Estess Leaving as Honors College Dean
A very real example of that lesson comes with Ted Estess’ announcement that he will be stepping down as dean after leading The Honors College – and before that, the Honors Program – for more than three decades.
“I’ve been doing it so long, some of my colleagues are calling this an abdication,” he said, jokingly.
Estess took the reins in 1977 and will officially conclude “the best job on campus,” as he calls it, this summer.
“I’m not doing this because I’m disappointed or discouraged or even tired. I just have a strong sense that it is time for a change,” he explained.
Estess will remain on faculty (as Professor of English), continuing his affiliation with The Honors College. A search advisory committee will be named shortly and a national search will get under way for his successor this spring, said Provost Don Foss. The provost applauded Estess’ development of the university’s “outstanding honors community” into “one of the premier such organizations in the country.”
The Honors College is an interdisciplinary program (accepting majors from the school’s other academic colleges) with approximately 1200 students enrolled.
Although Estess said he’s “still trying to get it right” after three decades, that’s not false modesty so much as an acknowledgment of the changing and challenging nature of building and maintaining such an ambitious operation.
“This job (the deanship) has changed several times,” he said. “Perhaps that’s one reason why it’s kept me so interested and engaged for so long.”
With a scholarly rigor, Estess traces the program’s evolution in four phases. The first was, of course, the founding of the Honors Program.
“We were faced with locating appropriate faculty and building a suitable curriculum. The core for that was – and I’m pleased to say remains – our team-taught ‘Human Situation’ course, which is modeled somewhat after the ‘Great Books’ approach,” he said.
What informed such choices was the fundamental philosophy of the program.
“It is a shared belief that this is not about the accumulation of a certain number of degree hours but about the collegial interaction of faculty with each other and with our undergraduate students,” he said. However, the program has never been a purely academic exercise interested only in its own esoteric pursuits.
“We have made a continuing effort to link liberal education to the professional schools,” Estess said, recalling that in its early days nearly half the Honors Program student body was made up of engineering students.
The second phase of Honors’ development focused on establishing its own “small college” identity.

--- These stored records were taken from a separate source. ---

//! The type model: interned value kinds, function signatures, memory
//! limits, global descriptors, and the entity indices used to key into
//! a module's tables.

use cranelift_entity::entity_impl;

/// A Wasm value kind. Instances are `Copy` and compare by value, which
/// gives the interning semantics the original C implementation
/// achieves through singleton pointers: two `ValType`s of the same
/// kind are indistinguishable.
#[derive(Debug, Copy, Clone, PartialEq, Eq, Hash)]
#[cfg_attr(feature = "enable-serde", derive(serde::Serialize, serde::Deserialize))]
pub enum ValType {
    /// 32-bit integer.
    I32,
    /// 64-bit integer.
    I64,
    /// 32-bit float.
    F32,
    /// 64-bit float.
    F64,
    /// Opaque reference to a function.
    FuncRef,
    /// Opaque reference to a host object.
    ExternRef,
}

impl ValType {
    /// Decode a single value-kind byte per the core's type table.
    pub fn from_byte(byte: u8) -> Option<ValType> {
        Some(match byte {
            0x7F => ValType::I32,
            0x7E => ValType::I64,
            0x7D => ValType::F32,
            0x7C => ValType::F64,
            0x70 => ValType::FuncRef,
            0x6F => ValType::ExternRef,
            _ => return None,
        })
    }

    /// Whether this kind is a plain integer (the only kinds this core
    /// translates arithmetic for).
    pub fn is_integer(self) -> bool {
        matches!(self, ValType::I32 | ValType::I64)
    }
}

/// A function signature: an ordered parameter list and at most one
/// result, matching this core's single-return-value restriction.
#[derive(Debug, Clone, PartialEq, Eq)]
#[cfg_attr(feature = "enable-serde", derive(serde::Serialize, serde::Deserialize))]
pub struct FuncType {
    params: Vec<ValType>,
    results: Vec<ValType>,
}

impl FuncType {
    /// Construct a signature from parameter and result vectors.
    ///
    /// Returns `None` if `results` carries more than one entry, which
    /// this core does not support.
    pub fn new(params: Vec<ValType>, results: Vec<ValType>) -> Option<FuncType> {
        if results.len() > 1 {
            return None;
        }
        Some(FuncType { params, results })
    }

    /// This signature's parameter kinds, in order.
    pub fn params(&self) -> &[ValType] {
        &self.params
    }

    /// This signature's result kind, if any.
    pub fn result(&self) -> Option<ValType> {
        self.results.first().copied()
    }
}

/// The page-count bounds of a linear memory.
#[derive(Debug, Copy, Clone, PartialEq, Eq)]
#[cfg_attr(feature = "enable-serde", derive(serde::Serialize, serde::Deserialize))]
pub struct MemoryLimits {
    /// Minimum size, in 64KiB pages.
    pub min: u32,
    /// Maximum size, in 64KiB pages, or `None` if unbounded.
    pub max: Option<u32>,
}

/// Whether a global is immutable or assignable after initialisation.
#[derive(Debug, Copy, Clone, PartialEq, Eq)]
#[cfg_attr(feature = "enable-serde", derive(serde::Serialize, serde::Deserialize))]
pub enum Mutability {
    /// The global's value never changes after module instantiation.
    Const,
    /// The global may be reassigned with `global.set`.
    Var,
}

/// A restricted constant expression: this core accepts only the two
/// integer `const` forms as global initialisers.
#[derive(Debug, Copy, Clone, PartialEq, Eq)]
pub enum ConstExpr {
    /// `i32.const <value>`
    I32(i32),
    /// `i64.const <value>`
    I64(i64),
}

impl ConstExpr {
    /// The value kind this expression produces.
    pub fn kind(self) -> ValType {
        match self {
            ConstExpr::I32(_) => ValType::I32,
            ConstExpr::I64(_) => ValType::I64,
        }
    }
}

/// A global variable's declared type and initial value.
#[derive(Debug, Clone, PartialEq, Eq)]
pub struct GlobalType {
    /// The declared value kind.
    pub content: ValType,
    /// Whether the global may later be reassigned.
    pub mutability: Mutability,
    /// The value it is initialised to.
    pub init: ConstExpr,
}

/// The kind of an exported (or imported) entity.
#[derive(Debug, Copy, Clone, PartialEq, Eq)]
pub enum ExternKind {
    /// A function.
    Func,
    /// A table (not supported by this core; parsing one export with
    /// this kind is a fatal error).
    Table,
    /// A linear memory.
    Memory,
    /// A global variable.
    Global,
}

impl ExternKind {
    /// Decode an export/import kind byte.
    pub fn from_byte(byte: u8) -> Option<ExternKind> {
        Some(match byte {
            0x00 => ExternKind::Func,
            0x01 => ExternKind::Table,
            0x02 => ExternKind::Memory,
            0x03 => ExternKind::Global,
            _ => return None,
        })
    }
}

/// A tagged union over the four extern-entity descriptor shapes.
///
/// Accessing through the wrong variant (`as_func_type` on a
/// `ExternType::Memory`, for instance) returns `None` rather than
/// panicking, mirroring the original's mismatched-tag-returns-null
/// probe.
#[derive(Debug, Clone, PartialEq, Eq)]
pub enum ExternType {
    /// A function's signature.
    Func(FuncType),
    /// A global's declared type.
    Global(GlobalType),
    /// A linear memory's limits.
    Memory(MemoryLimits),
}

impl ExternType {
    /// This descriptor's kind tag.
    pub fn kind(&self) -> ExternKind {
        match self {
            ExternType::Func(_) => ExternKind::Func,
            ExternType::Global(_) => ExternKind::Global,
            ExternType::Memory(_) => ExternKind::Memory,
        }
    }

    /// View as a function signature, or `None` if this is a different kind.
    pub fn as_func_type(&self) -> Option<&FuncType> {
        match self {
            ExternType::Func(f) => Some(f),
            _ => None,
        }
    }

    /// View as a global type, or `None` if this is a different kind.
    pub fn as_global_type(&self) -> Option<&GlobalType> {
        match self {
            ExternType::Global(g) => Some(g),
            _ => None,
        }
    }

    /// View as memory limits, or `None` if this is a different kind.
    pub fn as_memory_type(&self) -> Option<&MemoryLimits> {
        match self {
            ExternType::Memory(m) => Some(m),
            _ => None,
        }
    }
}

/// A single entry in the export table.
#[derive(Debug, Clone, PartialEq, Eq)]
pub struct ExportType {
    /// The export's name, as UTF-8 bytes (not validated as UTF-8 by
    /// this core; embedders that need strict validation should check
    /// before use).
    pub name: Vec<u8>,
    /// The exported entity's type.
    pub ty: ExternType,
}

/// Index into a module's type table.
#[derive(Debug, Copy, Clone, PartialEq, Eq, Hash, PartialOrd, Ord)]
pub struct TypeIndex(u32);
entity_impl!(TypeIndex);

/// Index into a module's function table.
#[derive(Debug, Copy, Clone, PartialEq, Eq, Hash, PartialOrd, Ord)]
pub struct FuncIndex(u32);
entity_impl!(FuncIndex);

/// Index into a module's memory descriptors.
#[derive(Debug, Copy, Clone, PartialEq, Eq, Hash, PartialOrd, Ord)]
pub struct MemoryIndex(u32);
entity_impl!(MemoryIndex);

/// Index into a module's global descriptors.
#[derive(Debug, Copy, Clone, PartialEq, Eq, Hash, PartialOrd, Ord)]
pub struct GlobalIndex(u32);
entity_impl!(GlobalIndex);

#[cfg(test)]
mod tests {
    use super::*;

    #[test]
    fn valtype_interning_by_value() {
        assert_eq!(ValType::from_byte(0x7F), Some(ValType::I32));
        assert_eq!(ValType::I32, ValType::I32);
        assert_ne!(ValType::I32, ValType::I64);
    }

    #[test]
    fn valtype_unknown_byte() {
        assert_eq!(ValType::from_byte(0xFF), None);
    }

    #[test]
    fn func_type_rejects_multi_value() {
        assert!(FuncType::new(vec![], vec![ValType::I32, ValType::I64]).is_none());
        assert!(FuncType::new(vec![ValType::I32], vec![ValType::I32]).is_some());
    }

    #[test]
    fn extern_type_mismatched_tag_is_none() {
        let ext = ExternType::Memory(MemoryLimits { min: 1, max: None });
        assert!(ext.as_func_type().is_none());
        assert!(ext.as_memory_type().is_some());
    }

    #[test]
    fn entity_indices_roundtrip() {
        use cranelift_entity::EntityRef;
        let idx = FuncIndex::new(3);
        assert_eq!(idx.index(), 3);
    }
}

To that end, Honors claimed its own areas in the residence halls and in building its own programs and academic advising units. But the biggest element was the “spectacular increase” in the number of National Merit Scholars recruited to participate in Honors.
In little more than a decade, starting in the mid-1980s, we saw a steady increase in the enrollment of National Merit Scholars, essentially starting from scratch and building to an average number of 70 new National Merit Scholars a year."
The third phase has been to expand the external focus of Honors, developing creative partnerships with the community and maintaining relationships with the ever-growing number of Honors alumni. “Our longtime supporters and donors and the truly amazing array of our students who have gone on to academic, professional and business careers are, ultimately, the real assets and real success of this enterprise,” Estess said.
Finally, the most recent development has been the most visible – the construction of a dazzling and expansive new home for Honors on the second floor of the recently remodeled M.D. Anderson Library. This comes after many years of being housed in cramped, somewhat dark and dank quarters in the library’s basement. But like the ugly duckling transforming into a swan, the Honors College now boasts what many feel to be one of the university’s most impressive venues.
“Functionally, this was a major improvement,” Estess said, “and it allows us to develop an even stronger sense of community. Beyond that, however, this has enhanced our profile on campus, created even more pride for our alumni, and it’s an important recruiting tool for potential students and their parents.”
As he prepares to leave the dean’s position, Estess looks forward to “more time for reading and writing and teaching,” but is committed to continuing his relationship with The Honors College and supporting his successor.
“Our Honors College is the lever we have for academic excellence at the University of Houston,” he said, “and it’s my hope that the university will continue to use it that way.”